═════ Material supplied

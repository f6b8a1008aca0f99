//! Tabulated solutions at 20 °C.
//!
//! Columns: density (g/mL), mass fraction, mass concentration (g/mL),
//! volume fraction.  The end rows are pinned to the reference densities
//! in [`crate::measure`] so that a pure-water row is shared by both tables.

use super::table::{Row, Table};
use crate::measure::Family;

/// Ethanol–water, 5 % w/w steps.
pub static ALCOHOL: Table = Table::new(Family::Alcohol, ALCOHOL_ROWS);

/// Sucrose–water, 5 % w/w steps.
pub static SUGAR: Table = Table::new(Family::Sugar, SUGAR_ROWS);

const ALCOHOL_ROWS: &[Row] = &[
    Row::new(0.78816, 1.00, 0.788160, 1.000000),
    Row::new(0.80424, 0.95, 0.764028, 0.969382),
    Row::new(0.81797, 0.90, 0.736173, 0.934040),
    Row::new(0.83095, 0.85, 0.706307, 0.896147),
    Row::new(0.84344, 0.80, 0.674752, 0.856110),
    Row::new(0.85564, 0.75, 0.641730, 0.814213),
    Row::new(0.86766, 0.70, 0.607362, 0.770607),
    Row::new(0.87948, 0.65, 0.571662, 0.725312),
    Row::new(0.89113, 0.60, 0.534678, 0.678388),
    Row::new(0.90258, 0.55, 0.496419, 0.629845),
    Row::new(0.91384, 0.50, 0.456920, 0.579730),
    Row::new(0.92472, 0.45, 0.416124, 0.527969),
    Row::new(0.93518, 0.40, 0.374072, 0.474614),
    Row::new(0.94494, 0.35, 0.330729, 0.419622),
    Row::new(0.95382, 0.30, 0.286146, 0.363056),
    Row::new(0.96168, 0.25, 0.240420, 0.305040),
    Row::new(0.96864, 0.20, 0.193728, 0.245798),
    Row::new(0.97514, 0.15, 0.146271, 0.185585),
    Row::new(0.98187, 0.10, 0.098187, 0.124577),
    Row::new(0.98938, 0.05, 0.049469, 0.062765),
    Row::new(0.99800, 0.00, 0.000000, 0.000000),
];

const SUGAR_ROWS: &[Row] = &[
    Row::new(0.99800, 0.00, 0.000000, 0.000000),
    Row::new(1.01785, 0.05, 0.050893, 0.032091),
    Row::new(1.03814, 0.10, 0.103814, 0.065461),
    Row::new(1.05917, 0.15, 0.158875, 0.100180),
    Row::new(1.08096, 0.20, 0.216192, 0.136321),
    Row::new(1.10356, 0.25, 0.275890, 0.173964),
    Row::new(1.12698, 0.30, 0.338094, 0.213187),
    Row::new(1.15128, 0.35, 0.402948, 0.254082),
    Row::new(1.17645, 0.40, 0.470580, 0.296727),
    Row::new(1.20255, 0.45, 0.541148, 0.341224),
    Row::new(1.22957, 0.50, 0.614785, 0.387657),
    Row::new(1.25754, 0.55, 0.691647, 0.436123),
    Row::new(1.28646, 0.60, 0.771876, 0.486712),
    Row::new(1.31633, 0.65, 0.855615, 0.539514),
    Row::new(1.34717, 0.70, 0.943019, 0.594627),
    Row::new(1.37897, 0.75, 1.034228, 0.652139),
    Row::new(1.41173, 0.80, 1.129384, 0.712141),
    Row::new(1.44545, 0.85, 1.228632, 0.774723),
    Row::new(1.48000, 0.90, 1.332000, 0.839902),
    Row::new(1.53000, 0.95, 1.453500, 0.916514),
    Row::new(1.58590, 1.00, 1.585900, 1.000000),
];
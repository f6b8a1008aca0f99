//! Rounding and `{code, data}` message descriptors.
//!
//! The crate never produces human-readable text itself.  Anything meant
//! for display is a [`Message`]: a symbolic code plus named numbers that a
//! translator substitutes into `{field}` placeholders of its template.

use serde::{Deserialize, Serialize};
use std::collections::BTreeMap;
use std::fmt;

/// Round `value` to the nearest multiple of `precision`.
///
/// The result is also cut to `ceil(log10(precision) / log10(0.1))`
/// decimals so that `round(9.5317, 0.1)` is exactly `9.5`, not
/// `9.500000000000002`.  A non-positive precision returns `value`.
///
/// ```
/// use liqueur::round;
///
/// assert_eq!(round(9.5317, 1.0), 10.0);
/// assert_eq!(round(9.5317, 0.1), 9.5);
/// assert_eq!(round(9.5317, 0.2), 9.6);
/// ```
pub fn round(value: f64, precision: f64) -> f64 {
    if !(precision > 0.0) || !value.is_finite() {
        return value;
    }
    let snapped = (value / precision).round() * precision;
    let decimals = decimals(precision);
    let factor = 10f64.powi(decimals);
    (snapped * factor).round() / factor
}

/// Decimal places implied by a rounding precision.
fn decimals(precision: f64) -> i32 {
    let n = (precision.ln() / 0.1f64.ln()).ceil();
    n.max(0.0) as i32
}

// ── Message ─────────────────────────────────────────────────────────

/// Symbolic message: a code plus named numeric payload.
#[derive(Debug, Clone, PartialEq, Serialize, Deserialize)]
pub struct Message {
    pub code: String,
    pub data: BTreeMap<String, f64>,
}

impl Message {
    pub fn new(code: impl Into<String>) -> Self {
        Self { code: code.into(), data: BTreeMap::new() }
    }

    /// Message with a single `value` field.
    pub fn value(code: impl Into<String>, value: f64) -> Self {
        Self::new(code).with("value", value)
    }

    pub fn with(mut self, field: impl Into<String>, value: f64) -> Self {
        self.data.insert(field.into(), value);
        self
    }
}

impl fmt::Display for Message {
    fn fmt(&self, f: &mut fmt::Formatter<'_>) -> fmt::Result {
        write!(f, "{}", self.code)?;
        for (k, v) in &self.data {
            write!(f, " {k}={v}")?;
        }
        Ok(())
    }
}
use approx::assert_abs_diff_eq;
use liqueur::{
    Component, Composition, DENSITY_WATER, Ingredient, LiqueurError, Measure, US_FL_OZ_ML,
};

fn vodka(ml: f64) -> Component {
    Component::new(Ingredient::alcohol(40.0, Measure::Abv).unwrap(), ml, Measure::Milliliter)
        .unwrap()
}

fn syrup(ml: f64) -> Component {
    Component::new(Ingredient::syrup(66.67, Measure::Brix).unwrap(), ml, Measure::Milliliter)
        .unwrap()
}

fn water(ml: f64) -> Component {
    Component::new(Ingredient::water(), ml, Measure::Milliliter).unwrap()
}

// ═══════════════════════════════════════════════════════════════════
//  Unités
// ═══════════════════════════════════════════════════════════════════

#[test]
fn every_quantity_unit_agrees() {
    let c = Component::new(Ingredient::water(), 12.0, Measure::Ounce).unwrap();
    let ml = 12.0 * US_FL_OZ_ML;
    assert_abs_diff_eq!(c.get(Measure::Milliliter).unwrap(), ml, epsilon = 1e-9);
    assert_abs_diff_eq!(c.get(Measure::Liter).unwrap(), ml / 1000.0, epsilon = 1e-12);
    assert_abs_diff_eq!(c.get(Measure::Gram).unwrap(), ml * DENSITY_WATER, epsilon = 1e-9);
    assert_abs_diff_eq!(c.get(Measure::Kilogram).unwrap(), ml * DENSITY_WATER / 1000.0, epsilon = 1e-12);
}

#[test]
fn mass_and_volume_agree_through_density() {
    let by_mass = Component::new(Ingredient::syrup(50.0, Measure::Brix).unwrap(), 1.0, Measure::Kilogram)
        .unwrap();
    let density = by_mass.ingredient().density();
    let by_volume = Component::new(
        by_mass.ingredient().clone(),
        1000.0 / density,
        Measure::Milliliter,
    )
    .unwrap();
    assert_abs_diff_eq!(by_mass.weight(), by_volume.weight(), epsilon = 1e-9);
}

#[test]
fn fget_reads_intensive_measures_from_the_ingredient() {
    let c = vodka(500.0);
    let msg = c.fget(Measure::Abv, Some(1.0)).unwrap();
    assert_eq!(msg.code, "format_alcohol_by_volume");
    assert_eq!(msg.data["value"], 40.0);

    let msg = c.fget(Measure::Liter, None).unwrap();
    assert_eq!(msg.code, "format_volume_liter");
    assert_eq!(msg.data["value"], 0.5);
}

// ═══════════════════════════════════════════════════════════════════
//  Composition
// ═══════════════════════════════════════════════════════════════════

#[test]
fn info_of_a_simple_blend() {
    let mut c = Composition::new();
    c.add("vodka", vodka(500.0)).unwrap();
    c.add("syrup", syrup(250.0)).unwrap();
    c.add("water", water(250.0)).unwrap();

    let info = c.info(None).unwrap();
    assert_abs_diff_eq!(info.volume, 1000.0, epsilon = 1e-9);
    assert_abs_diff_eq!(info.abs_spirit, 200.0, epsilon = 1e-6);
    assert_abs_diff_eq!(info.abv, 20.0, epsilon = 1e-6);
    assert!(
        (info.sugar - 221.2).abs() < 1.0,
        "sucre = {:.2} g",
        info.sugar
    );
    assert_abs_diff_eq!(info.density, info.weight / info.volume, epsilon = 1e-12);

    let rounded = c.info(Some(0.1)).unwrap();
    assert_eq!(rounded.abv, 20.0);
    assert_eq!(rounded.volume, 1000.0);
}

#[test]
fn scale_to_any_unit() {
    let mut c = Composition::new();
    c.add("vodka", vodka(350.0)).unwrap();
    c.add("water", water(150.0)).unwrap();

    c.scale_to(2.0, Measure::Kilogram).unwrap();
    assert_abs_diff_eq!(c.total(Measure::Kilogram).unwrap(), 2.0, epsilon = 1e-12);

    c.scale_to(25.0, Measure::Ounce).unwrap();
    assert_abs_diff_eq!(c.total(Measure::Ounce).unwrap(), 25.0, epsilon = 1e-9);
}

#[test]
fn reference_is_per_litre() {
    let mut c = Composition::new();
    c.add("vodka", vodka(70.0)).unwrap();
    c.add("water", water(30.0)).unwrap();

    let reference = c.reference().unwrap();
    let info = c.info(None).unwrap();
    assert_abs_diff_eq!(reference.volume, 1000.0, epsilon = 1e-9);
    assert_abs_diff_eq!(info.volume, 100.0, epsilon = 1e-9);
    assert_abs_diff_eq!(reference.abv, info.abv, epsilon = 1e-9);
    assert_abs_diff_eq!(reference.weight, info.weight * 10.0, epsilon = 1e-6);
}

#[test]
fn degenerate_scaling_is_rejected() {
    let mut c = Composition::new();
    c.add("water", water(100.0)).unwrap();
    assert_eq!(c.scale(-1.0).unwrap_err(), LiqueurError::InvalidValue(-1.0));
    assert!(c.scale(f64::NAN).is_err());
    assert!(c.scale_to(0.0, Measure::Milliliter).is_err());
    assert_abs_diff_eq!(c.total(Measure::Milliliter).unwrap(), 100.0, epsilon = 1e-9);
}

#[test]
fn total_of_an_intensive_measure_needs_solutes() {
    let mut c = Composition::new();
    c.add("water", water(100.0)).unwrap();
    assert!(matches!(
        c.total(Measure::Abv),
        Err(LiqueurError::ConversionUnavailable { .. })
    ));
}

══════════

*Exercise instructions*
For each line in the data that contains the string "Family", give a copy of that line.

*Exercise result*
use crate::measure::Family;
pub static ALCOHOL: Table = Table::new(Family::Alcohol, ALCOHOL_ROWS);
pub static SUGAR: Table = Table::new(Family::Sugar, SUGAR_ROWS);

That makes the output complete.